Después de todo, hay un intento continuo por la Autoridad
Palestina para negar la conexión judía con la Tierra Santa en el pasado.
Pero una vez más se ha demostrado científicamente lo contrario.
En las últimas semanas, las excavadoras israelíes encontraron
inscripciones en arameo y griego en un cementerio en las ruinas de
Séforis, antigua ciudad de Galilea. Situada en el norte de
Israel, a sólo 6 kms de Nazaret. Los tres epitafios que se han
encontrado son de alrededor de 1.700 años. Son una prueba más de la
existencia de la presencia judía en la región en el primer siglo después
de Cristo.
Los hallazgos fueron publicados por la Autoridad de Antigüedades de Israel. “Séforis
fue la primera capital de Galilea, de la época de la dinastía de los
Asmoneos hasta el establecimiento de Tiberíades en el primer siglo”, explican los investigadores en un comunicado de prensa.

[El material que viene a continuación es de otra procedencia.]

//! Password login and bearer-token sessions
//!
//! One shared password gates the whole service. A successful login mints an
//! opaque random token with a fixed lifetime; tokens expire lazily on
//! validation and are purged periodically by the coordinator.

pub mod authority;

pub use authority::{AuthError, SessionAuthority, SessionInfo, Token};

/// Truncated form of a token, safe to log or show
pub fn display_id(token: &str) -> String {
    let prefix: String = token.chars().take(8).collect();
    format!("{}...", prefix)
}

De acuerdo con las imágenes presentadas, algunas palabras serán
“decodificadas”. El término griego para “José”, es un nombre común entre
los judíos en el momento. Esto demuestra que aunque el arameo era la
lengua principal, algunos eran judíos helenísticos, es decir, fanáticos
de la cultura griega.
Además, hay tres palabras en lengua aramea. Son “Tiberiano”, “siempre” y “Maestro”. Los estudiosos han argumentado que el arameo era la lengua hablada por Jesús.
El profesor Moti Aviam, del Instituto de Arqueología de Galilea
Kineret, dijo en un comunicado: “Una de las sorpresas en las
inscripciones es que uno de los muertos era llamado ‘el Tiberiano’. Esta
descripción es el segundo registro de alguien que nació en Tiberias
enterrado en el cementerio de Séforis”.
Aviam explica que los investigadores tienen dos teorías acerca de
quién podría ser el “Tiberiano”. Lo más importante es que él era un
judío galileo que puede haber sido enterrado en el cementerio de
Séforis, debido a las importantes actividades llevadas a cabo en el
lugar por el rabino Yehuda Ha-Nasi, conocido por haber compilado las
tradiciones judías escritas post bíblicas.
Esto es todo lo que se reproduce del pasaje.